◆ Problem description
Wherever the string "Create" appears in the listing, copy that line.

****

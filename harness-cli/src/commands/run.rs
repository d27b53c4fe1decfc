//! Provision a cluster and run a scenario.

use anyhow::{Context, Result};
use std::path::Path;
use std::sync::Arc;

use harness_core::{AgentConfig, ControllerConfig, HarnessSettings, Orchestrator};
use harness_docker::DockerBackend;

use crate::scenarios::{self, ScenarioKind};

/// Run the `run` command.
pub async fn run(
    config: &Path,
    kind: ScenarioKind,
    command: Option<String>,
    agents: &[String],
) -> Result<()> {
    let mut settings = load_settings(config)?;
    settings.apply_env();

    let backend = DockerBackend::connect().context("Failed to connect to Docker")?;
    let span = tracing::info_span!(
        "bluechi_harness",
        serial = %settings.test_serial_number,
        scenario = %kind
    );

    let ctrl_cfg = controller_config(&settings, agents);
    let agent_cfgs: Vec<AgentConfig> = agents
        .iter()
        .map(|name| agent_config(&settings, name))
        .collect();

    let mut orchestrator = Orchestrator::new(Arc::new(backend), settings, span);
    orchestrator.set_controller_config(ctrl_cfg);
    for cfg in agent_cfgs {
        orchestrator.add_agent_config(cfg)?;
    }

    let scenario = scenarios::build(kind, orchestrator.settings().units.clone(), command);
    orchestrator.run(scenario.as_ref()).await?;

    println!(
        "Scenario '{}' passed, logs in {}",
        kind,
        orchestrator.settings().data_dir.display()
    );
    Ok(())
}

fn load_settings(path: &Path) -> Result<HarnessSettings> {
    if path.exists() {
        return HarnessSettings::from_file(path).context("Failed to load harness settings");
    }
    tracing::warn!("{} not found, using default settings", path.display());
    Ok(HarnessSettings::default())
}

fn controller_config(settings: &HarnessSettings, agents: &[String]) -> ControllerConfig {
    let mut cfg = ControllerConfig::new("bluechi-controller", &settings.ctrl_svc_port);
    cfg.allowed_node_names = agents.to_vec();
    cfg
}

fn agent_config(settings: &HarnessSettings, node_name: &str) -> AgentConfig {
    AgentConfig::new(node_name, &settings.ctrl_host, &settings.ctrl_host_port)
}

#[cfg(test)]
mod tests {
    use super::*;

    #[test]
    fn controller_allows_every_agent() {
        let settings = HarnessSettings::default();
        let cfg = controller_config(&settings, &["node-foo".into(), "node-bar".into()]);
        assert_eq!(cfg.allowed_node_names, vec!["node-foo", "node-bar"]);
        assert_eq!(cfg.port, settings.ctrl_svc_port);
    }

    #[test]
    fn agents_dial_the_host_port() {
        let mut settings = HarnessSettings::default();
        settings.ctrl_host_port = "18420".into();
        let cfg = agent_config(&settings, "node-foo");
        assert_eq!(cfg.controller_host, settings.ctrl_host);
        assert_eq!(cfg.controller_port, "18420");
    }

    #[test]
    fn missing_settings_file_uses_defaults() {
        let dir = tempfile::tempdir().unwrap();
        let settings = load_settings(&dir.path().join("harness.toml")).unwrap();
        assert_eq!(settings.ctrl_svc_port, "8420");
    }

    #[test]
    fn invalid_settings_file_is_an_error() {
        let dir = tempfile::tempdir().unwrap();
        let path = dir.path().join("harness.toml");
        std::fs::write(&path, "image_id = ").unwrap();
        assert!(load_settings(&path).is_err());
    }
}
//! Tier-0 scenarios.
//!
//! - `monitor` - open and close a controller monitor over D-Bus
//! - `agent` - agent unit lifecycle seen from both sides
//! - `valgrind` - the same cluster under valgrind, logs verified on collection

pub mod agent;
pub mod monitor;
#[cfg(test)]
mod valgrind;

****

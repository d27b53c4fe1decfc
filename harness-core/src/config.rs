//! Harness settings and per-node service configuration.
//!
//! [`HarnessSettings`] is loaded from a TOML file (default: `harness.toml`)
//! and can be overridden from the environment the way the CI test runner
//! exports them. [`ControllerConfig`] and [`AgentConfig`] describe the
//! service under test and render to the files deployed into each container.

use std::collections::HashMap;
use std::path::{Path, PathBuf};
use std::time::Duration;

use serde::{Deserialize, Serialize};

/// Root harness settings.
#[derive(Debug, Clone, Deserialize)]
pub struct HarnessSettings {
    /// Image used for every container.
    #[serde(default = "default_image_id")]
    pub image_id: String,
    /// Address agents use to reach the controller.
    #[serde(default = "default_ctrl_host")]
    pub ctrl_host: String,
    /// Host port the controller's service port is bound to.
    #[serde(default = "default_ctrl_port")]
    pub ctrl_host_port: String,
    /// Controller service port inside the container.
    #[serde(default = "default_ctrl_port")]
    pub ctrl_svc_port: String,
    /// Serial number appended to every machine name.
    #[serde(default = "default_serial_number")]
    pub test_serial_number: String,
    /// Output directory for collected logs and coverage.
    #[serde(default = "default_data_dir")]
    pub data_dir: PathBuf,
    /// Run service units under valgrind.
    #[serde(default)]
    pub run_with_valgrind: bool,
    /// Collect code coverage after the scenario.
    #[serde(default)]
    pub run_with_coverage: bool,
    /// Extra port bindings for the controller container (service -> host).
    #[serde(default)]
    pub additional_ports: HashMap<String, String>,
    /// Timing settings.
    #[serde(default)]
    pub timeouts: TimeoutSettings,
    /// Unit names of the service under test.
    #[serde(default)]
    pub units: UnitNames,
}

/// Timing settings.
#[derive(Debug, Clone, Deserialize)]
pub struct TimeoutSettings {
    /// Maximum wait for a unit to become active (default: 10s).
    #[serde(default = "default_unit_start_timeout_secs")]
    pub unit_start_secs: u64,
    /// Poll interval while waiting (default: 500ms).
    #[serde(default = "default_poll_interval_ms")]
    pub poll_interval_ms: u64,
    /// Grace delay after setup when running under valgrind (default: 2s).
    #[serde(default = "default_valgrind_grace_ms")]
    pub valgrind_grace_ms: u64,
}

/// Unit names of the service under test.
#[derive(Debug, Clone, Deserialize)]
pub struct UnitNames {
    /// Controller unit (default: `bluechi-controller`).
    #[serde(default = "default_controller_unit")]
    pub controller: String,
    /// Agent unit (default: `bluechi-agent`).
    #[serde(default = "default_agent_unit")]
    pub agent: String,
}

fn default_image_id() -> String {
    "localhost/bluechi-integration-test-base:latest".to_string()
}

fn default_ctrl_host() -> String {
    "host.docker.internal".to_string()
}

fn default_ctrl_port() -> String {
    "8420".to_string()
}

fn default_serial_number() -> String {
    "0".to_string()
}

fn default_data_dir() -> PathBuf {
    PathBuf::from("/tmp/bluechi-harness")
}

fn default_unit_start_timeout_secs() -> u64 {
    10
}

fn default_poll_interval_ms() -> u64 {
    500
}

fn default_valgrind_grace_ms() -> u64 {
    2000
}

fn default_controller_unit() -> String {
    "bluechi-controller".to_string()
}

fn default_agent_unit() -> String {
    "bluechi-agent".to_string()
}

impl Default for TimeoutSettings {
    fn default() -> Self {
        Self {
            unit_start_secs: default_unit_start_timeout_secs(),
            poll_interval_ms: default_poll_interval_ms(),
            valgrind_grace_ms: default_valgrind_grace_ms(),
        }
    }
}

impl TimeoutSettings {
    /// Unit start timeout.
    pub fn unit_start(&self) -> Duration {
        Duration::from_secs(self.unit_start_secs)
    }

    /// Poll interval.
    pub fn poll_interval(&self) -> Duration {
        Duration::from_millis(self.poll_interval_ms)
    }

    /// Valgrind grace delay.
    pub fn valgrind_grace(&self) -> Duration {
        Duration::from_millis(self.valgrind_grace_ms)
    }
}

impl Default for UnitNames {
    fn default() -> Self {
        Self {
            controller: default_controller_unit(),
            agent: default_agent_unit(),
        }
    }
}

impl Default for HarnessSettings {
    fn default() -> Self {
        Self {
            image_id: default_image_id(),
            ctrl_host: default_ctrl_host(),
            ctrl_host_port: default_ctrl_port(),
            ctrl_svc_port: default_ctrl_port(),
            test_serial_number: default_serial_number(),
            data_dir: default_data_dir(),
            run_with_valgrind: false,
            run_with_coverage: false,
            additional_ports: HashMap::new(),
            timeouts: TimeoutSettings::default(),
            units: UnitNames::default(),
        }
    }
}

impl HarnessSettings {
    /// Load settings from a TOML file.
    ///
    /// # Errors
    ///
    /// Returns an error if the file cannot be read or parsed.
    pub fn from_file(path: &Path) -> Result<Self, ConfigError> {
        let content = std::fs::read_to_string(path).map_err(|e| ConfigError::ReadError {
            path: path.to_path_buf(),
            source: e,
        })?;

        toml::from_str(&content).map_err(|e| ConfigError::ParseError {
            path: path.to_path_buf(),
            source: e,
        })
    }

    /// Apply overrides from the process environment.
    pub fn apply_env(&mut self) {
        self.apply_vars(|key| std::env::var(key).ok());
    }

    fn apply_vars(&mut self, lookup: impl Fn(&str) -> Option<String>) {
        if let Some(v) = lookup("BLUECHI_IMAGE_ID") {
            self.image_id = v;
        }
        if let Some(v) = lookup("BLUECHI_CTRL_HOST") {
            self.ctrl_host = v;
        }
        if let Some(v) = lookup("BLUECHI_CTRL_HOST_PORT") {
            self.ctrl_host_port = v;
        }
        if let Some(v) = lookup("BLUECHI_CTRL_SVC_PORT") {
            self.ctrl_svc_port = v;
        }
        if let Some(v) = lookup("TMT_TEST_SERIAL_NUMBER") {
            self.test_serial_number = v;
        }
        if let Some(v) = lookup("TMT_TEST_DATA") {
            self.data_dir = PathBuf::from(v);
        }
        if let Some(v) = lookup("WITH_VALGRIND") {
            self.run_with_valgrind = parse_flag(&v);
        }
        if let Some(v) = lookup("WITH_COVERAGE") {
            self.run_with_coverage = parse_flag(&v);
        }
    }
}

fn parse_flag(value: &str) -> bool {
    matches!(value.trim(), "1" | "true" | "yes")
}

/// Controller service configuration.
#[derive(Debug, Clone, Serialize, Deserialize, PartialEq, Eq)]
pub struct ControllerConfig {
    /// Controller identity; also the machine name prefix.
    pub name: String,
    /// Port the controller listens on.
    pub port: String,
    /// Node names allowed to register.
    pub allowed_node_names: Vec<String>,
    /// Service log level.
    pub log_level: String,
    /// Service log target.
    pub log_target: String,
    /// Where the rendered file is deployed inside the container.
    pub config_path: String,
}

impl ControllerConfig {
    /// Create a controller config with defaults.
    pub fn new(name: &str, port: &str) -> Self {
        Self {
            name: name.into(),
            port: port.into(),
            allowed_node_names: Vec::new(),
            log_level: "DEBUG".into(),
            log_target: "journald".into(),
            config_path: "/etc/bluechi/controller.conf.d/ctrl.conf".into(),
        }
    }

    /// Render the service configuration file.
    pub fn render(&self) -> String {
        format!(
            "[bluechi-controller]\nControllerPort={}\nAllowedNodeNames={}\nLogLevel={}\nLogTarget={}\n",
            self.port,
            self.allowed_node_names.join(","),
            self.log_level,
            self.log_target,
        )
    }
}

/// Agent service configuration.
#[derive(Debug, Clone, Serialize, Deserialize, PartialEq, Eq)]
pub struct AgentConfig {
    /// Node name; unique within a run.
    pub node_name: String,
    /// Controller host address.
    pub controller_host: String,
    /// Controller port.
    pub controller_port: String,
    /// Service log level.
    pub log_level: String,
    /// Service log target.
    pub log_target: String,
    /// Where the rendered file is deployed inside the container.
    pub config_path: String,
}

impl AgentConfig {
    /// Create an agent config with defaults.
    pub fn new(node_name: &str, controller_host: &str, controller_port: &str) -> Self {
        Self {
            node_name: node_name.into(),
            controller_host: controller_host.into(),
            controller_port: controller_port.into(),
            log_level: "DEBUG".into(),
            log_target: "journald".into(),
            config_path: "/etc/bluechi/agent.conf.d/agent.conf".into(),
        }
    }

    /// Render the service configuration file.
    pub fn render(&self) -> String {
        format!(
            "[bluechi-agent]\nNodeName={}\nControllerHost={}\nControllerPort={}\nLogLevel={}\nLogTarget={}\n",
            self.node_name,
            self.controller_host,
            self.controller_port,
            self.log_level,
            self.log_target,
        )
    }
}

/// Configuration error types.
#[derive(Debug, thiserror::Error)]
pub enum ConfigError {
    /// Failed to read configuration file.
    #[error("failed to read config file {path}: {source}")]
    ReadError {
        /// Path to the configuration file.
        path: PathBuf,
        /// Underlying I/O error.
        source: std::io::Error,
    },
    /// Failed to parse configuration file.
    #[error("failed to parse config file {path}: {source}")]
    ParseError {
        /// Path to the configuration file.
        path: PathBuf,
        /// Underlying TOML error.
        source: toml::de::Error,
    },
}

****

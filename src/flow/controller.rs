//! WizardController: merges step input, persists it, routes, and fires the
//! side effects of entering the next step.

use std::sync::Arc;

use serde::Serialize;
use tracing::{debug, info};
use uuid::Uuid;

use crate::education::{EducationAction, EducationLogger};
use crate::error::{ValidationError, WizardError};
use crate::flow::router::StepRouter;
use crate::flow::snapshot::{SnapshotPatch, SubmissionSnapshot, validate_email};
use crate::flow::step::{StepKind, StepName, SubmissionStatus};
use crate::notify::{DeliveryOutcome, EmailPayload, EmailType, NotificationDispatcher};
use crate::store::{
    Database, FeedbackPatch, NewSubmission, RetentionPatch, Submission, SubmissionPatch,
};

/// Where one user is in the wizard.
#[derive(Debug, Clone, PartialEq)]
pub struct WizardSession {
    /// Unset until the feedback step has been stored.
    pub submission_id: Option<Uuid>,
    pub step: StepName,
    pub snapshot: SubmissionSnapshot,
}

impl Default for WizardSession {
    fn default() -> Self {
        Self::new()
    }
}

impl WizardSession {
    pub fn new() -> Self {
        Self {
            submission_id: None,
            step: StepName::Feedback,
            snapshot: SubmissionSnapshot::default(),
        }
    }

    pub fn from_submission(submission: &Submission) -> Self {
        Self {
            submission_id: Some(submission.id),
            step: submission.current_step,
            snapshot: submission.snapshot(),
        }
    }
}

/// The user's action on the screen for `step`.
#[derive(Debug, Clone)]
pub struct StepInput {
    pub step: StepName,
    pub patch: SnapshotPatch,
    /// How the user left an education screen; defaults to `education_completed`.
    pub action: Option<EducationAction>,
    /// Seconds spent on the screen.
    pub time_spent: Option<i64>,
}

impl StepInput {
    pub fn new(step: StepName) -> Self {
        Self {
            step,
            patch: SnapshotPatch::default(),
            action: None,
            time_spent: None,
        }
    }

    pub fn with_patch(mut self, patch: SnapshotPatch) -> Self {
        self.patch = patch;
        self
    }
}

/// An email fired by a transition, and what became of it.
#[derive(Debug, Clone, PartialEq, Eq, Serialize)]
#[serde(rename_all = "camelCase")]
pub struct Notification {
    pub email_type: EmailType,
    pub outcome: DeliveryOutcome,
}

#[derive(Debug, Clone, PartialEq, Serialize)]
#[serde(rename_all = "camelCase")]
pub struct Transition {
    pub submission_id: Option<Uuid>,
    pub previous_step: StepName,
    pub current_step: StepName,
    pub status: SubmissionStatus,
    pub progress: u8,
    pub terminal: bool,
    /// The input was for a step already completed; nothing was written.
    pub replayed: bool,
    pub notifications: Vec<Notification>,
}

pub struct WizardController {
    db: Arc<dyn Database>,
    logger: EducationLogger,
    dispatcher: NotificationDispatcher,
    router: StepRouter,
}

****

◆ Answer box
    /// Create a controller config with defaults.
    /// Create an agent config with defaults.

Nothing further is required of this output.